Thanks, /Peter. Coming from someone inside ST that's quite nice to hear.

And, yes, the documentation took almost as long to write as the code. Well, not really, but it sure felt that way. :beaming_face_with_smiling_eyes:

> Absolutely not!. It just documents core CPU, not the whole MCU, which ARM cannot document, because ARM doesn't have such a product.

>> One possible explanation I've seen online is that the cycle counts listed in the TRM are for CPU execution only and do not include additional time required for memory accesses and other issues related to the non-ARM logic that ST and other licensees add to their chips.

Yes, as per the line you quoted from my README doc, I eventually came to that conclusion. My apologies if this was obvious to everyone else besides me.

The fact remains that the ARM "core only" timings are interesting from an intellectual standpoint but of little use to an application programmer trying to design/optimizer their code. I realize that static code analysis is very difficult on modern CPUs/systems, but believe that a) the STM32F1xx/Cortex-M3 is comparatively simple, and b) regardless the complexity, the systems are deterministic.

So, given that ARM can't know what silicon their licensees will place around their cores, does ST document the cycles-per-instruction for their products? I can't find anything in the reference manual, datasheet, or errata. Even if too complex to be completely described, any starting point would be welcome. I spent a lot of time writing test code to reverse-engineer this information.

And, yes, there is documentation about flash wait states and the various buses (AHB, APB1, APB2) and their prescalers. Do you feel that these, plus the ARM core timings, suffice for estimating the real-world cycles/clock performance?

Fascinating work, thanks.

Re waitstates/performance: there's no single concise work, for many reasons as already discussed above (and the root reason being, that these chips are indeed VERY complex at many levels, and this complexity evolved through very long time). In realm of 32-bitters, the universal answer to this question is handwaves and the "good enough" saying. This is the price we pay for trying (and successfully) to jump Moore's law, which has already came to near stop.

"Why runs faster from FLASH than RAM" in 'F1's case is probably because it's old (see also below).

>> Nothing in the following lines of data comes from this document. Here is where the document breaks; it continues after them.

//! Inventory model as reported by the inventory service.
//!
//! Everything here is rebuilt from a fresh snapshot on every pass; only
//! assignment records outlive a pass (see `state`).

use hatchery_events::IncubatorKind;
use hatchery_id::{ItemId, SlotId, SpeciesId};
use serde::{Deserialize, Serialize};

/// An egg incubator.
#[derive(Debug, Clone, PartialEq, Serialize, Deserialize)]
pub struct Incubator {
    pub id: SlotId,
    pub kind: IncubatorKind,
    /// Egg currently inside, if any.
    #[serde(default)]
    pub egg_id: Option<ItemId>,
    /// Remaining uses. Ignored for unlimited incubators.
    #[serde(default)]
    pub uses_remaining: u32,
    #[serde(default)]
    pub start_km_walked: f64,
    #[serde(default)]
    pub target_km_walked: f64,
}

impl Incubator {
    /// Returns true if no egg is inside.
    pub fn is_idle(&self) -> bool {
        self.egg_id.is_none()
    }

    /// Returns true if the incubator may be considered for this pass.
    pub fn is_usable(&self) -> bool {
        self.kind.is_unlimited() || self.uses_remaining > 0
    }

    /// Total distance of the egg inside.
    pub fn km_to_walk(&self) -> f64 {
        self.target_km_walked - self.start_km_walked
    }
}

/// An egg waiting to hatch.
#[derive(Debug, Clone, PartialEq, Serialize, Deserialize)]
pub struct Egg {
    pub id: ItemId,
    /// Incubator holding this egg, if any.
    #[serde(default)]
    pub incubator_id: Option<SlotId>,
    /// Distance tier of the egg (2, 5, 10 km).
    pub km_target: f64,
    #[serde(default)]
    pub km_start: f64,
}

impl Egg {
    /// Returns true if the egg is not in any incubator.
    pub fn is_unused(&self) -> bool {
        self.incubator_id.is_none()
    }

    /// Distance still to walk before the egg hatches.
    pub fn km_remaining(&self) -> f64 {
        self.km_target - self.km_start
    }
}

/// Player progress.
#[derive(Debug, Clone, PartialEq, Serialize, Deserialize)]
pub struct PlayerStats {
    /// Total distance walked, never decreases.
    pub km_walked: f64,
    pub level: u32,
}

/// A pokemon or an egg, as listed in the full inventory.
///
/// Eggs and the pokemon they hatch into share the same ID.
#[derive(Debug, Clone, PartialEq, Serialize, Deserialize)]
pub struct Pokemon {
    pub id: ItemId,
    #[serde(default)]
    pub species_id: SpeciesId,
    pub is_egg: bool,
    #[serde(default)]
    pub cp: i32,
    #[serde(default)]
    pub cp_multiplier: f64,
    #[serde(default)]
    pub additional_cp_multiplier: f64,
    #[serde(default)]
    pub individual_attack: u8,
    #[serde(default)]
    pub individual_defense: u8,
    #[serde(default)]
    pub individual_stamina: u8,
    #[serde(default)]
    pub base_attack: u16,
    #[serde(default)]
    pub base_defense: u16,
    #[serde(default)]
    pub base_stamina: u16,
}

impl Pokemon {
    /// Returns true once the egg has hatched.
    pub fn is_hatched(&self) -> bool {
        !self.is_egg
    }
}

/// One full inventory read.
#[derive(Debug, Clone, Default, Serialize, Deserialize)]
pub struct InventorySnapshot {
    /// Zero or one entries; the service reports stats as a list.
    #[serde(default)]
    pub player_stats: Vec<PlayerStats>,
    #[serde(default)]
    pub incubators: Vec<Incubator>,
    #[serde(default)]
    pub eggs: Vec<Egg>,
    #[serde(default)]
    pub pokemon: Vec<Pokemon>,
}

/// Response to putting an egg into an incubator.
#[derive(Debug, Clone, PartialEq, Serialize, Deserialize)]
pub struct UseIncubatorResponse {
    /// Distance walked at which the egg will hatch.
    pub target_km_walked: f64,
}

#[cfg(test)]
mod tests {
    use super::*;

    fn incubator(kind: IncubatorKind, uses: u32) -> Incubator {
        Incubator {
            id: SlotId::parse("inc_1").unwrap(),
            kind,
            egg_id: None,
            uses_remaining: uses,
            start_km_walked: 0.0,
            target_km_walked: 0.0,
        }
    }

    #[test]
    fn test_incubator_usable() {
        assert!(incubator(IncubatorKind::Unlimited, 0).is_usable());
        assert!(incubator(IncubatorKind::Limited, 1).is_usable());
        assert!(!incubator(IncubatorKind::Limited, 0).is_usable());
    }

    #[test]
    fn test_incubator_km_to_walk() {
        let mut inc = incubator(IncubatorKind::Limited, 2);
        assert!(inc.is_idle());
        inc.egg_id = Some(ItemId::new(1));
        inc.start_km_walked = 100.0;
        inc.target_km_walked = 105.0;
        assert!(!inc.is_idle());
        assert_eq!(inc.km_to_walk(), 5.0);
    }

    #[test]
    fn test_egg_remaining() {
        let egg = Egg {
            id: ItemId::new(3),
            incubator_id: None,
            km_target: 10.0,
            km_start: 2.5,
        };
        assert!(egg.is_unused());
        assert_eq!(egg.km_remaining(), 7.5);
    }

    #[test]
    fn test_snapshot_defaults() {
        let snapshot: InventorySnapshot = serde_json::from_str("{}").unwrap();
        assert!(snapshot.player_stats.is_empty());
        assert!(snapshot.incubators.is_empty());
    }

    #[test]
    fn test_pokemon_from_minimal_json() {
        let pokemon: Pokemon = serde_json::from_str(r#"{"id": 9, "is_egg": true}"#).unwrap();
        assert!(!pokemon.is_hatched());
        assert_eq!(pokemon.species_id, SpeciesId::new(0));
    }
}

The root cause is probably the one extra cycle when processor reads through S port (i.e. accesses mapped at 0x2000'0000 to 0xDFFF'FFFF), where RAM on 'F1 is mapped. This has been discussed in connection of the Technical Updates https://community.st.com/s/question/0D50X00009Xkba4SAB/stm32-technical-updatesback then when they appeared, there was a benchmark for the then-new 'F4 in one of them, revolving exactly around this thing. The S-bus is heavily loaded that's why the extra waitstate; I don't have a pointer to that information at hand. Additional possible cause is the handshake between processor and bus arbitrator when starts to access a particular bus in the busmatrix, but this is unfortunately entirely undocumented.

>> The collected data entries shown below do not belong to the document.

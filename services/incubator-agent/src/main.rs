//! hatchery incubator agent
//!
//! Runs reconciliation passes against the inventory service on a fixed
//! interval until Ctrl-C.

use std::sync::Arc;

use anyhow::Result;
use hatchery_incubator::client::InventoryClient;
use hatchery_incubator::config::Config;
use hatchery_incubator::reconciler::Reconciler;
use hatchery_incubator::sink::TracingSink;
use tokio::sync::watch;
use tracing::info;
use tracing_subscriber::{layer::SubscriberExt, util::SubscriberInitExt, EnvFilter};

#[tokio::main]
async fn main() -> Result<()> {
    // Load configuration
    let config = Config::from_env()?;

    // Initialize tracing
    tracing_subscriber::registry()
        .with(
            EnvFilter::try_from_default_env()
                .unwrap_or_else(|_| EnvFilter::new(config.log_level.as_str())),
        )
        .with(tracing_subscriber::fmt::layer().json())
        .init();

    info!("Starting hatchery incubator agent");
    info!(
        profile_dir = %config.profile_dir.display(),
        inventory_url = %config.inventory_url,
        min_incubator_km = config.min_incubator_km,
        "Configuration loaded"
    );

    // Create shutdown channel
    let (shutdown_tx, shutdown_rx) = watch::channel(false);

    let client = Arc::new(InventoryClient::new(&config)?);
    let reconciler = Reconciler::new(
        client.clone(),
        client,
        Arc::new(TracingSink),
        config.usage_store(),
        config.allocation_policy(),
        config.reconciler_config(),
    );

    let mut reconciler_handle = tokio::spawn({
        let shutdown_rx = shutdown_rx.clone();
        async move {
            reconciler.run(shutdown_rx).await;
        }
    });

    // Wait for shutdown signal
    tokio::select! {
        _ = tokio::signal::ctrl_c() => {
            info!("Received shutdown signal");
            let _ = shutdown_tx.send(true);
            let _ = (&mut reconciler_handle).await;
        }
        _ = &mut reconciler_handle => {
            info!("Reconciler exited");
        }
    }

    info!("Incubator agent shutdown complete");
    Ok(())
}
//! Error types for the incubator agent.

use thiserror::Error;
use tokio::sync::watch;

use crate::state::StoreError;

/// Errors that end an agent pass.
#[derive(Debug, Error)]
pub enum AgentError {
    /// The shutdown signal was raised; the pass stopped before finishing.
    #[error("pass cancelled")]
    Cancelled,

    /// The usage file could not be read or written.
    #[error("usage store error: {0}")]
    Store(#[from] StoreError),

    /// The inventory could not be refreshed or read.
    #[error("inventory error: {0:#}")]
    Inventory(anyhow::Error),

    /// Putting an egg into an incubator failed.
    #[error("failed to use incubator {incubator_id} for egg {egg_id}: {cause:#}")]
    Commit {
        incubator_id: String,
        egg_id: u64,
        cause: anyhow::Error,
    },

    /// A signal could not be delivered.
    #[error("signal sink error: {0:#}")]
    Sink(anyhow::Error),
}

impl AgentError {
    /// Returns true if the pass ended because of shutdown.
    pub fn is_cancelled(&self) -> bool {
        matches!(self, AgentError::Cancelled)
    }

    /// Short reason code for logs.
    pub fn reason_code(&self) -> &'static str {
        match self {
            AgentError::Cancelled => "cancelled",
            AgentError::Store(_) => "store_failed",
            AgentError::Inventory(_) => "inventory_failed",
            AgentError::Commit { .. } => "commit_failed",
            AgentError::Sink(_) => "sink_failed",
        }
    }
}

/// Fail with [`AgentError::Cancelled`] if shutdown has been signalled.
pub fn ensure_running(shutdown: &watch::Receiver<bool>) -> Result<(), AgentError> {
    if *shutdown.borrow() {
        return Err(AgentError::Cancelled);
    }
    Ok(())
}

As Piranha said above, any other CM3/CM4-based STM32 would be better than the ancient 'F1. I understand the calling of the cheap bulepill, but then the bad reputation from the producers of these using pulled/damaged/cloned chips will transfer to your work, as things possibly won't work as intended. I'd recommend you to have a look at some of the DISCOs - 'F3, 'F4, 'L4. The smaller Nucleos don't have the target's USB brought out so that is sort of a showstopper.

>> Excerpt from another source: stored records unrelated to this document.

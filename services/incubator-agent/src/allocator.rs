//! Egg to incubator allocation.
//!
//! Unlimited incubators are cheap to reuse, so they take the shortest eggs
//! and turn over quickly. Limited incubators burn a use per egg, so they take
//! the longest eggs. With a single usable incubator there is no turnover to
//! gain and it takes the longest egg whatever its kind.
//!
//! Two filters can leave an incubator idle for a pass:
//! - eggs of the long-range tier wait for the player to reach the level
//!   gate, unless no unused egg is shorter than that tier
//! - eggs below the configured minimum distance never go into a limited
//!   incubator

use hatchery_events::{IncubatorKind, IncubatorStatusPayload};
use hatchery_reconcile::{AssignmentRecord, PendingQueue, QueueEnd};
use tokio::sync::watch;
use tracing::{debug, info};

use crate::error::{ensure_running, AgentError};
use crate::inventory::IncubatorCommitter;
use crate::model::{Egg, Incubator, PlayerStats};

/// Player level below which long-range eggs are held back.
pub const DEFAULT_LEVEL_GATE: u32 = 20;

/// Distance of the longest egg tier, in km.
pub const DEFAULT_LONG_RANGE_KM: f64 = 10.0;

/// Allocation rules.
#[derive(Debug, Clone, PartialEq)]
pub struct AllocationPolicy {
    /// Eggs shorter than this only go into unlimited incubators.
    pub min_km: f64,

    /// Player level required before long-range eggs are incubated.
    pub level_gate: u32,

    /// Distance of the long-range egg tier.
    pub long_range_km: f64,
}

impl Default for AllocationPolicy {
    fn default() -> Self {
        Self {
            min_km: 2.0,
            level_gate: DEFAULT_LEVEL_GATE,
            long_range_km: DEFAULT_LONG_RANGE_KM,
        }
    }
}

impl AllocationPolicy {
    /// Returns true if `egg` belongs to the long-range tier.
    ///
    /// Only eggs of exactly that distance are in the tier.
    pub fn is_long_range(&self, egg: &Egg) -> bool {
        egg.km_target == self.long_range_km
    }

    /// Returns true if `egg` is shorter than the long-range tier.
    pub fn is_below_long_range(&self, egg: &Egg) -> bool {
        egg.km_target < self.long_range_km
    }
}

/// Result of one allocation pass.
#[derive(Debug, Clone, Default)]
pub struct Allocation {
    /// Every assignment known after the pass, existing and new, in
    /// incubator order.
    pub records: Vec<AssignmentRecord>,

    /// One status per occupied or newly filled incubator, in incubator order.
    pub statuses: Vec<IncubatorStatusPayload>,
}

impl Allocation {
    /// Number of eggs put into incubators during this pass.
    pub fn added_count(&self) -> usize {
        self.statuses.iter().filter(|s| s.was_added_now).count()
    }
}

/// Why an idle incubator was left empty.
#[derive(Debug, Clone, Copy, PartialEq, Eq)]
enum Skip {
    NoEggs,
    LevelGate,
    BelowMinimum,
}

/// Pairs idle incubators with unused eggs.
pub struct Allocator<'a> {
    committer: &'a dyn IncubatorCommitter,
    policy: &'a AllocationPolicy,
}

impl<'a> Allocator<'a> {
    /// Create an allocator committing through `committer`.
    pub fn new(committer: &'a dyn IncubatorCommitter, policy: &'a AllocationPolicy) -> Self {
        Self { committer, policy }
    }

    /// Run one allocation pass.
    ///
    /// Commits happen one at a time in incubator order. A failed commit or a
    /// raised shutdown signal ends the pass with an error.
    pub async fn allocate(
        &self,
        incubators: Vec<Incubator>,
        eggs: Vec<Egg>,
        stats: &PlayerStats,
        shutdown: &watch::Receiver<bool>,
    ) -> Result<Allocation, AgentError> {
        let mut incubators: Vec<Incubator> =
            incubators.into_iter().filter(|i| i.is_usable()).collect();
        incubators.sort_by_key(|i| i.kind != IncubatorKind::Unlimited);
        let usable_count = incubators.len();

        let mut queue =
            PendingQueue::ordered_by(eggs.into_iter().filter(|e| e.is_unused()), |e: &Egg| {
                e.km_remaining()
            });
        let only_long_range = !queue.any(|e| self.policy.is_below_long_range(e));

        debug!(
            usable_incubators = usable_count,
            unused_eggs = queue.len(),
            only_long_range,
            "Allocating eggs"
        );

        let mut allocation = Allocation::default();

        for incubator in incubators {
            ensure_running(shutdown)?;

            if let Some(egg_id) = incubator.egg_id {
                allocation
                    .records
                    .push(AssignmentRecord::new(incubator.id.clone(), egg_id));
                allocation.statuses.push(IncubatorStatusPayload {
                    km_to_walk: incubator.km_to_walk(),
                    km_remaining: incubator.target_km_walked - stats.km_walked,
                    incubator_id: incubator.id,
                    was_added_now: false,
                    item_id: egg_id,
                });
                continue;
            }

            let end = if incubator.kind.is_unlimited() && usable_count > 1 {
                QueueEnd::Head
            } else {
                QueueEnd::Tail
            };

            let candidate = queue.peek(end).cloned();
            let egg = match self.check(&incubator, candidate, stats, only_long_range) {
                Ok(egg) => egg,
                Err(reason) => {
                    debug!(
                        incubator_id = %incubator.id,
                        kind = %incubator.kind,
                        reason = ?reason,
                        "Leaving incubator idle"
                    );
                    continue;
                }
            };

            let response = self
                .committer
                .use_incubator(&incubator.id, egg.id)
                .await
                .map_err(|cause| AgentError::Commit {
                    incubator_id: incubator.id.to_string(),
                    egg_id: egg.id.value(),
                    cause,
                })?;
            queue.take(end);

            info!(
                incubator_id = %incubator.id,
                kind = %incubator.kind,
                egg_id = %egg.id,
                km_target = egg.km_target,
                "Egg put into incubator"
            );

            allocation
                .records
                .push(AssignmentRecord::new(incubator.id.clone(), egg.id));
            allocation.statuses.push(IncubatorStatusPayload {
                incubator_id: incubator.id,
                was_added_now: true,
                item_id: egg.id,
                km_to_walk: egg.km_target,
                km_remaining: response.target_km_walked - stats.km_walked,
            });
        }

        Ok(allocation)
    }

    fn check(
        &self,
        incubator: &Incubator,
        candidate: Option<Egg>,
        stats: &PlayerStats,
        only_long_range: bool,
    ) -> Result<Egg, Skip> {
        let Some(egg) = candidate else {
            return Err(Skip::NoEggs);
        };

        if self.policy.is_long_range(&egg)
            && stats.level < self.policy.level_gate
            && !only_long_range
        {
            info!(
                egg_id = %egg.id,
                level = stats.level,
                level_gate = self.policy.level_gate,
                "Holding long-range egg until level gate"
            );
            return Err(Skip::LevelGate);
        }

        if egg.km_target < self.policy.min_km && !incubator.kind.is_unlimited() {
            return Err(Skip::BelowMinimum);
        }

        Ok(egg)
    }
}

Thanks again for sharing your work.

JW

PS. You should consider tea attachment, too, for diversity reasons.

PS2. Digging through some older threads (https://community.st.com/s/question/0D50X00009fFJSC/my-results-when-examining-interrupt-latency-of-a-stm32f439 - thanks ST for insisting on the crappiest javascriptoid stuff instead of proper forum software, resulting in restarts and failed migrations and link rot - I came up with:

12.5.6. Pipelined instruction fetches

Note

To provide a clean timing interface on the System bus, instruction and vector fetch requests to this bus are registered. This results in an additional cycle of latency because instructions fetched from the System bus take two cycles. This also means that back-to-back instruction fetches from the System bus are not possible.

12.5.6. Pipelined instruction fetches

Note

Instruction fetch requests to the ICode bus are not registered. Performance critical code must run from the ICode interface.

ARM's documentation is an entirely other level of mess, and besides moving it around on their crappy web ("modern feel and look") they also tend to remove information from the manuals in time; so this info may be already absent from modern incarnations of the CM3 TRM.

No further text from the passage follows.